(INFORMATION PROVIDED begins)

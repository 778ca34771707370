//! Session and stream error types.

use thiserror::Error;

use braid_wire::WireError;

pub type Result<T> = std::result::Result<T, Error>;

/// Errors surfaced by session and stream operations.
///
/// The split that matters is fatal versus local. Wire violations, transport
/// failures, and keep-alive misses kill the whole session: every operation
/// afterwards reports the session-level cause. A reset or an expired
/// deadline is confined to its stream, and a deadline failure clears once
/// the deadline is advanced or removed.
#[derive(Debug, Error)]
pub enum Error {
    /// The peer sent bytes that violate the frame format.
    #[error(transparent)]
    Wire(#[from] WireError),

    /// The peer violated the protocol above the frame format.
    #[error("protocol violation: {0}")]
    Protocol(&'static str),

    /// The local stream id space is used up.
    #[error("stream identifiers exhausted")]
    StreamsExhausted,

    /// The peer opened a stream id that is already in use.
    #[error("duplicate stream {0}")]
    DuplicateStream(u32),

    /// The peer sent more data than the advertised receive window allows.
    #[error("receive window exceeded on stream {0}")]
    ReceiveWindowExceeded(u32),

    /// The stream was aborted, locally or by the peer.
    #[error("stream was reset")]
    StreamReset,

    /// Write after the send half was closed.
    #[error("stream closed for writing")]
    StreamClosed,

    /// The transport failed or the peer vanished mid-session.
    #[error("connection reset")]
    ConnectionReset,

    /// The session was shut down.
    #[error("session shutdown")]
    SessionShutdown,

    /// The peer announced it accepts no new streams.
    #[error("remote end is not accepting new streams")]
    RemoteGoAway,

    /// A deadline expired. Retryable once the deadline moves.
    #[error("i/o deadline reached")]
    Timeout,

    /// The peer stopped answering keep-alive probes.
    #[error("keep-alive timeout")]
    KeepAliveTimeout,

    /// Rejected configuration.
    #[error("invalid configuration: {0}")]
    Config(&'static str),
}

/// Mapping used by the `AsyncRead`/`AsyncWrite` surface of a stream,
/// which speaks `std::io::Error`.
impl From<Error> for std::io::Error {
    fn from(error: Error) -> Self {
        use std::io::ErrorKind;
        let kind = match &error {
            Error::Timeout | Error::KeepAliveTimeout => ErrorKind::TimedOut,
            Error::StreamReset | Error::ConnectionReset => ErrorKind::ConnectionReset,
            Error::StreamClosed => ErrorKind::BrokenPipe,
            Error::SessionShutdown => ErrorKind::ConnectionAborted,
            Error::RemoteGoAway => ErrorKind::ConnectionRefused,
            _ => ErrorKind::InvalidData,
        };
        std::io::Error::new(kind, error)
    }
}

/// Why a session died. Copyable so it can be fanned out to every stream
/// and replayed by any later operation.
#[derive(Debug, Clone, Copy, PartialEq, Eq)]
pub(crate) enum Fault {
    /// Local close or go-away.
    Shutdown,
    /// Transport error or peer hangup.
    ConnectionReset,
    /// Wire or protocol violation.
    Protocol,
    /// Keep-alive probe unanswered.
    KeepAlive,
    /// A locally opened stream was never acknowledged.
    OpenTimeout,
}

impl Fault {
    pub(crate) fn to_error(self) -> Error {
        match self {
            Fault::Shutdown | Fault::Protocol => Error::SessionShutdown,
            Fault::ConnectionReset => Error::ConnectionReset,
            Fault::KeepAlive => Error::KeepAliveTimeout,
            Fault::OpenTimeout => Error::Timeout,
        }
    }
}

(INFORMATION PROVIDED ends)

• YOUR GOAL: Line tally for "crate": say how many lines of the records above contain it, and give nothing but the number.

• ANSWER FOR THE TASK: 2